Aides trop nombreuses pour des résultats « décevants »,
mille-feuille financier d'une rare complexité, surabondance
d'intervenants, cibles visées trop rarement atteintes, objectifs qui
visent plus souvent le volume des bénéficiaires que l'accès effectif à
l'emploi... le rapport
que publie ce mercredi matin la Cour des comptes sur « l'accès des
jeunes à l'emploi » est particulièrement critique sur des années
d'action publique en faveur des 16-25 ans, dont la situation, pourtant,
ne cesse de s'aggraver.
C'est vrai pour les
non qualifiés, mais le phénomène gagne de plus en plus les diplômés de
l'enseignement supérieur. Résultat, cette tranche d'âge présente au sein
de la population active le taux de chômage le plus élevé : 23,4 % en
2014 selon l'Insee, contre 10 % tous âges confondus. Sans oublier les
discriminations liées à l'habitat, au patronyme ou au genre...
Droite comme gauche
L'enquête
de la Cour des comptes, complétée par une descente dans 7 territoires,
transcende les partis politiques dans leur échec - droite comme gauche
ont fait de la lutte contre le chômage des jeunes une priorité - car ses
conclusions, implacables, balayent les nombreuses bonnes pratiques ici
ou là. Elles peuvent se résumer en un chiffre : sur la petite trentaine
de dispositifs qui mêlent plus ou moins aide directe à l'embauche,
accompagnement personnel ou formation, le tout mobilisant 10,5 milliards
d'euros par an, seuls ceux qui sont ramassés dans le temps et qui
mettent le paquet sur les relations entre conseiller et jeune affichent
un taux d'accès à l'emploi de plus de 50 %.
C'est
le cas notamment de la Garantie jeunes, qui assure un entretien tous
les 21 jours en moyenne ou tous les 6 jours si l'on teint compte des
entretiens collectifs. Le gouvernement a inscrit 420 millions d'euros
dans le budget 2017 pour sa généralisation. Et encore, le taux de sortie
vers l'emploi dépend beaucoup du niveau de formation. Pour le reste des
dispositifs, les résultats oscillent entre 30 et 40 %, à l'exception
des contrats aidés dans le secteur marchand (66 %). A un bémol près :
parce qu'ils s'adressent à des publics proches du marché de l'emploi,
ces contrats favorisent un effet d'aubaine selon la cour. Autrement dit,
les employeurs auraient embauché même sans aide...

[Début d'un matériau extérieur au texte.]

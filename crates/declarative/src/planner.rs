//! Execution planner - groups resources by privilege level

use crate::context::SudoClassifier;
use crate::resource::{BoxedResource, Resource, ResourceExt};

/// An execution plan with resources grouped by privilege level
#[derive(Debug, Default)]
pub struct ExecutionPlan {
    /// Resources that don't need elevated privileges
    pub unprivileged: Vec<BoxedResource>,
    /// Resources that need elevated privileges
    pub privileged: Vec<BoxedResource>,
}

impl ExecutionPlan {
    /// Create a new empty plan
    pub fn new() -> Self {
        Self::default()
    }

    /// Add a resource to the plan, classifying by sudo requirement
    pub fn add_resource<C: SudoClassifier + ?Sized>(
        &mut self,
        resource: BoxedResource,
        classifier: &C,
    ) {
        if classifier.requires_sudo(resource.resource_type(), &resource.id()) {
            self.privileged.push(resource);
        } else {
            self.unprivileged.push(resource);
        }
    }

    /// Add a resource that explicitly declares its sudo requirement
    pub fn add_resource_explicit(&mut self, resource: BoxedResource) {
        if resource.requires_sudo() {
            self.privileged.push(resource);
        } else {
            self.unprivileged.push(resource);
        }
    }

    /// Filter plan to only include resources matching a predicate
    pub fn filter<F>(self, predicate: F) -> Self
    where
        F: Fn(&dyn Resource) -> bool,
    {
        Self {
            unprivileged: self
                .unprivileged
                .into_iter()
                .filter(|r| predicate(r.as_ref()))
                .collect(),
            privileged: self
                .privileged
                .into_iter()
                .filter(|r| predicate(r.as_ref()))
                .collect(),
        }
    }

    /// Filter plan to only include resources matching a target pattern
    ///
    /// Target format: "type" or "type.name"
    pub fn filter_by_target(self, target: Option<&str>) -> Self {
        match target {
            None => self,
            Some(t) => {
                let (resource_type, name) = parse_target(t);
                self.filter(|r| matches_filter(r, resource_type.as_deref(), name.as_deref()))
            }
        }
    }

    /// All resources, unprivileged first
    pub fn resources(&self) -> impl Iterator<Item = &BoxedResource> {
        self.unprivileged.iter().chain(self.privileged.iter())
    }

    /// Total number of resources in the plan
    pub fn total_resources(&self) -> usize {
        self.unprivileged.len() + self.privileged.len()
    }

    /// Check if plan is empty
    pub fn is_empty(&self) -> bool {
        self.unprivileged.is_empty() && self.privileged.is_empty()
    }

    /// Check if plan has any privileged resources
    pub fn has_privileged(&self) -> bool {
        !self.privileged.is_empty()
    }
}

/// Parse a target string like "user.alice" into (type, name)
///
/// Only the first dot separates; user names may contain dots.
pub fn parse_target(target: &str) -> (Option<String>, Option<String>) {
    match target.split_once('.') {
        None => (Some(target.to_string()), None),
        Some((resource_type, name)) => (Some(resource_type.to_string()), Some(name.to_string())),
    }
}

/// Check if a resource matches the filter criteria
fn matches_filter(
    resource: &dyn Resource,
    resource_type: Option<&str>,
    name: Option<&str>,
) -> bool {
    if let Some(rt) = resource_type {
        let matches_type = match rt {
            "users" => resource.resource_type() == "user",
            _ => resource.resource_type() == rt,
        };
        if !matches_type {
            return false;
        }
    }

    if let Some(n) = name
        && resource.id() != n
    {
        return false;
    }

    true
}

#[cfg(test)]
mod tests {
    use super::*;

    #[test]
    fn test_parse_target() {
        assert_eq!(parse_target("user"), (Some("user".to_string()), None));
        assert_eq!(
            parse_target("user.alice"),
            (Some("user".to_string()), Some("alice".to_string()))
        );
        assert_eq!(
            parse_target("user.first.last"),
            (Some("user".to_string()), Some("first.last".to_string()))
        );
    }
}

Se « recentrer» sur les jeunes les plus prioritaires
Résumé de la Cour des comptes: «
La nature des réponses publiques au problème de l'accès des jeunes à
l'emploi implique que leur efficacité ne peut être que limitée
puisqu'elles ne peuvent que compenser à la marge les difficultés
rencontrées par certains publics ». « Cependant, ajoute-t-elle dans son style policé, même
en tenant compte de ces limites intrinsèques, les aides proposées ne
paraissent pas à la mesure des coûts importants qu'elles induisent. »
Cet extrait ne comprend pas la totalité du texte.